(WORK ORDER): Filter the data for lines with the word "Failed", then copy every line so identified.

(AVAILABLE DATA begins)

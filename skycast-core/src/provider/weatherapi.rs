use anyhow::{Context, Result};
use async_trait::async_trait;
use reqwest::{Client, StatusCode};
use serde::Deserialize;
use tracing::{debug, instrument};

use crate::{
    config::DEFAULT_BASE_URL,
    model::{CityMatch, ForecastSnapshot},
};

use super::{ProviderError, WeatherProvider};

/// Client for the weatherapi.com v1 REST API.
#[derive(Debug, Clone)]
pub struct WeatherApiProvider {
    api_key: String,
    base_url: String,
    http: Client,
}

impl WeatherApiProvider {
    pub fn new(api_key: String) -> Self {
        Self::with_base_url(api_key, DEFAULT_BASE_URL.to_string())
    }

    pub fn with_base_url(api_key: String, base_url: String) -> Self {
        let base_url = base_url.trim_end_matches('/').to_string();
        Self { api_key, base_url, http: Client::new() }
    }

    async fn get_json(&self, endpoint: &str, query: &[(&str, &str)], what: &str) -> Result<String> {
        let url = format!("{}/{endpoint}", self.base_url);

        let res = self
            .http
            .get(&url)
            .query(&[("key", self.api_key.as_str())])
            .query(query)
            .send()
            .await
            .with_context(|| format!("Failed to send request to weatherapi.com ({what})"))?;

        let status = res.status();
        let body = res
            .text()
            .await
            .with_context(|| format!("Failed to read weatherapi.com {what} response body"))?;

        debug!(%status, bytes = body.len(), "weatherapi.com {what} response");

        if !status.is_success() {
            return Err(error_from_body(status, &body).into());
        }

        Ok(body)
    }
}

#[derive(Debug, Deserialize)]
struct WaErrorBody {
    error: WaErrorDetail,
}

#[derive(Debug, Deserialize)]
struct WaErrorDetail {
    code: i64,
    message: String,
}

fn error_from_body(status: StatusCode, body: &str) -> ProviderError {
    match serde_json::from_str::<WaErrorBody>(body) {
        Ok(parsed) => ProviderError::Api {
            status: status.as_u16(),
            code: parsed.error.code,
            message: parsed.error.message,
        },
        Err(_) => ProviderError::Status { status: status.as_u16(), body: truncate_body(body) },
    }
}

#[async_trait]
impl WeatherProvider for WeatherApiProvider {
    #[instrument(skip(self))]
    async fn search_cities(&self, query: &str) -> Result<Vec<CityMatch>> {
        let body = self.get_json("search.json", &[("q", query)], "search").await?;

        serde_json::from_str(&body).context("Failed to parse weatherapi.com search JSON")
    }

    #[instrument(skip(self))]
    async fn get_forecast(&self, city: &str, days: u8) -> Result<ForecastSnapshot> {
        let days = days.to_string();
        let body = self
            .get_json("forecast.json", &[("q", city), ("days", &days), ("aqi", "yes")], "forecast")
            .await?;

        serde_json::from_str(&body).context("Failed to parse weatherapi.com forecast JSON")
    }
}

fn truncate_body(body: &str) -> String {
    const MAX: usize = 200;
    match body.char_indices().nth(MAX) {
        Some((idx, _)) => format!("{}...", &body[..idx]),
        None => body.to_string(),
    }
}
//! Plain-text rendering of forecast snapshots.

use skycast_core::{ForecastSnapshot, Notification, notify::Level};

pub fn toast(toast: &Notification) {
    match toast.level {
        Level::Info => eprintln!("» {}", toast.message),
        Level::Error => eprintln!("✗ {}", toast.message),
    }
}

pub fn snapshot(snapshot: &ForecastSnapshot) {
    let local_time = snapshot
        .local_time()
        .map(|t| t.format("%A, %-d %B %Y %H:%M").to_string())
        .unwrap_or_else(|| snapshot.location.localtime.clone());
    println!("{}  •  {local_time}", snapshot.headline());
    println!();

    let current = &snapshot.current;
    let condition = snapshot.current_condition();
    println!(
        "  {} {:.0}°C  {}  (feels like {:.0}°C)",
        condition.glyph(),
        current.temp_c,
        current.condition.text,
        current.feelslike_c
    );
    println!(
        "  humidity {:.0}%  wind {:.0} km/h {}  pressure {:.0} mb  uv {:.1}",
        current.humidity, current.wind_kph, current.wind_dir, current.pressure_mb, current.uv
    );
    if let Some(category) = current.air_quality.as_ref().and_then(|aq| aq.category()) {
        println!("  air quality {category}");
    }
    println!();

    println!("{}-day forecast", snapshot.days().len());
    for day in snapshot.days() {
        let summary = &day.day;
        println!(
            "  {}  {} {:>3.0}° / {:>3.0}°  rain {:>3}%  {}",
            day.date.format("%a %d %b"),
            summary.condition().glyph(),
            summary.maxtemp_c,
            summary.mintemp_c,
            summary.daily_chance_of_rain,
            summary.condition.text
        );
    }
}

(AVAILABLE DATA ends)

(SOLUTION):
            .with_context(|| format!("Failed to send request to weatherapi.com ({what})"))?;
            .with_context(|| format!("Failed to read weatherapi.com {what} response body"))?;
        serde_json::from_str(&body).context("Failed to parse weatherapi.com search JSON")
        serde_json::from_str(&body).context("Failed to parse weatherapi.com forecast JSON")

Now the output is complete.